With all due respect, Sen. Dodd, I believe that’s the point of the exercise. Is there any doubt, at least among rational, thinking people that the administration is thrilled to be impeding the SEC’s ability to perform its statutory obligations with respect to corporate accounting, reporting, and governance? The administration finds funds for the war on Iraq through what I would generously call non-traditional methods, and gets to trash Sarbanes-Oxley in the process. And I thought these guys were stupid.

And here’s a surprise: “The White House has put Mr. Pitt in the awkward position of having to choose between Congressional Democrats who want a larger budget and administration officials who want less,” Labaton reports.

Well, of course they have. And what is Pitt to say or do in response? He has no independent political base and no credibility, and the Democratic leadership is calling for his resignation. Pitt badly needs White House support right now as he faces questions about his past work for America Online Inc. and AOL Time Warner Inc. and criticism regarding his cavalier approach to establishing the accounting oversight board.

Simply put, Pitt has no choice but to go along with the White House on this issue, so don’t look for much noise from the SEC as its prospective budget is gutted.

Amazingly, this news appears in the Times on the very day the Bush administration is trumpeting its new plan to protect the integrity of 401(k) plans. “Feds Order 401(k) Crack Down,” blares the headline at CBS MarketWatch, which helpfully reports, “The announcement was met with skepticism by Democratic lawmakers, who said Bush was obligated to initiate such a reform under an already passed bill by Oct. 15. ‘The President’s announcement today is a non-announcement,’ Rep. George Miller, D-Calif, said in a statement. ‘It is merely his latest attempt to appear to be concerned about the plight of investors in decimated 401(k) accounts while he continues his non-stop, cross-country fundraising trips.’”

Day after day after day the Bush administration reveals an extraordinary, indeed unconscionable, degree of deceit and dishonesty, and an audacious disregard for the intelligence of the American people. And the White House press corps, together with nearly every segment of the media, looks the other way while leading Democrats cower in supine submission.
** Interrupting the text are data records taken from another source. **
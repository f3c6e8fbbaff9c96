//! Render Targets
//!
//! [`RenderTargetFormat`] is the part of a render target a pipeline depends
//! on: attachment formats and sample count. Its key is interned so pipeline
//! hashing uses a single word. [`RenderTarget`] adds the textures.

use std::fmt::Write as _;
use std::rc::Rc;

use smallvec::SmallVec;

use crate::binding::resources::{GpuTexture, TextureViewKey};
use crate::device::backend::GpuBackend;
use crate::utils::KeyInterner;

/// Attachment formats and sample count of a render target.
#[derive(Debug, Clone, PartialEq, Eq)]
pub struct RenderTargetFormat {
    color_formats: SmallVec<[wgpu::TextureFormat; 4]>,
    depth_format: Option<wgpu::TextureFormat>,
    sample_count: u32,
    id: u32,
}

impl RenderTargetFormat {
    #[must_use]
    pub fn new(
        keys: &mut KeyInterner,
        color_formats: &[wgpu::TextureFormat],
        depth_format: Option<wgpu::TextureFormat>,
        sample_count: u32,
    ) -> Self {
        let sample_count = sample_count.max(1);
        let mut key = String::from("rt");
        for format in color_formats {
            let _ = write!(key, ":{format:?}");
        }
        let _ = write!(key, "|{depth_format:?}|{sample_count}");
        Self {
            color_formats: color_formats.iter().copied().collect(),
            depth_format,
            sample_count,
            id: keys.intern(&key),
        }
    }

    #[inline]
    #[must_use]
    pub fn color_formats(&self) -> &[wgpu::TextureFormat] {
        &self.color_formats
    }

    #[inline]
    #[must_use]
    pub fn depth_format(&self) -> Option<wgpu::TextureFormat> {
        self.depth_format
    }

    #[inline]
    #[must_use]
    pub fn sample_count(&self) -> u32 {
        self.sample_count
    }

    #[inline]
    #[must_use]
    pub fn id(&self) -> u32 {
        self.id
    }

    /// Whether the depth format carries a stencil aspect.
    #[must_use]
    pub fn has_stencil(&self) -> bool {
        self.depth_format.is_some_and(|f| f.has_stencil_aspect())
    }
}

/// Textures rendered into by a pass.
///
/// Multisampled targets may carry single-sample resolve textures: one per
/// color attachment and one for depth. Depth is resolved by an explicit blit
/// after the pass when the pass asks for it.
pub struct RenderTarget<B: GpuBackend> {
    format: RenderTargetFormat,
    colors: Vec<Rc<GpuTexture<B>>>,
    color_resolves: Vec<Option<Rc<GpuTexture<B>>>>,
    depth: Option<Rc<GpuTexture<B>>>,
    depth_resolve: Option<Rc<GpuTexture<B>>>,
}

impl<B: GpuBackend> RenderTarget<B> {
    /// # Panics
    ///
    /// Panics if the target has no attachment or the attachments disagree on
    /// sample count.
    #[must_use]
    pub fn new(
        keys: &mut KeyInterner,
        colors: Vec<Rc<GpuTexture<B>>>,
        depth: Option<Rc<GpuTexture<B>>>,
    ) -> Self {
        let Some(sample_count) = colors.first().or(depth.as_ref()).map(|t| t.sample_count()) else {
            panic!("render target needs at least one attachment");
        };
        assert!(
            colors.iter().chain(depth.as_ref()).all(|t| t.sample_count() == sample_count),
            "render target attachments disagree on sample count"
        );
        let color_formats: SmallVec<[wgpu::TextureFormat; 4]> =
            colors.iter().map(|t| t.format()).collect();
        let format = RenderTargetFormat::new(
            keys,
            &color_formats,
            depth.as_ref().map(|t| t.format()),
            sample_count,
        );
        Self {
            format,
            color_resolves: vec![None; colors.len()],
            colors,
            depth,
            depth_resolve: None,
        }
    }

    /// Resolve textures for the color attachments, in attachment order.
    #[must_use]
    pub fn with_color_resolves(mut self, resolves: Vec<Option<Rc<GpuTexture<B>>>>) -> Self {
        assert_eq!(
            resolves.len(),
            self.colors.len(),
            "one resolve slot per color attachment"
        );
        self.color_resolves = resolves;
        self
    }

    #[must_use]
    pub fn with_depth_resolve(mut self, texture: Rc<GpuTexture<B>>) -> Self {
        self.depth_resolve = Some(texture);
        self
    }

    #[inline]
    #[must_use]
    pub fn format(&self) -> &RenderTargetFormat {
        &self.format
    }

    #[inline]
    #[must_use]
    pub fn colors(&self) -> &[Rc<GpuTexture<B>>] {
        &self.colors
    }

    #[inline]
    #[must_use]
    pub fn color_resolves(&self) -> &[Option<Rc<GpuTexture<B>>>] {
        &self.color_resolves
    }

    #[inline]
    #[must_use]
    pub fn depth(&self) -> Option<&Rc<GpuTexture<B>>> {
        self.depth.as_ref()
    }

    #[inline]
    #[must_use]
    pub fn depth_resolve(&self) -> Option<&Rc<GpuTexture<B>>> {
        self.depth_resolve.as_ref()
    }

    /// Width and height of the first attachment.
    #[must_use]
    pub fn size(&self) -> (u32, u32) {
        self.colors
            .first()
            .or(self.depth.as_ref())
            .map_or((0, 0), |t| t.size())
    }
}

/// View used to render into `texture`: the first mip level only.
pub(crate) fn attachment_view<B: GpuBackend>(backend: &B, texture: &GpuTexture<B>) -> B::TextureView {
    if texture.mip_level_count() > 1 || texture.desc().depth_or_layers > 1 {
        texture.view(backend, TextureViewKey::single(0, 0))
    } else {
        texture.default_view().clone()
    }
}

#[cfg(test)]
mod tests {
    use super::*;

    #[test]
    fn equal_formats_share_id() {
        let mut keys = KeyInterner::new();
        let color = [wgpu::TextureFormat::Rgba8Unorm];
        let a = RenderTargetFormat::new(&mut keys, &color, Some(wgpu::TextureFormat::Depth32Float), 1);
        let b = RenderTargetFormat::new(&mut keys, &color, Some(wgpu::TextureFormat::Depth32Float), 1);
        let c = RenderTargetFormat::new(&mut keys, &color, Some(wgpu::TextureFormat::Depth32Float), 4);
        assert_eq!(a.id(), b.id());
        assert_ne!(a.id(), c.id());
        assert!(!a.has_stencil());
    }
}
Hell, even the author of the Times article allows presidential spokesman Ari Fleischer to weasel around the issue. Pressed for an explanation of the Bush administration’s plans for the SEC, Fleischer said the major accomplishment of the end of the last session of Congress was that lawmakers left Washington without increasing spending. “Typically, when Congress leaves, they pay an exit fee, where spending is increased above and beyond what the Congressional budget authorized, and the taxpayers are always the victims. This year, the chain was broken,” said Fleischer, in remarks that would appear to have been intended as a response to a different question entirely.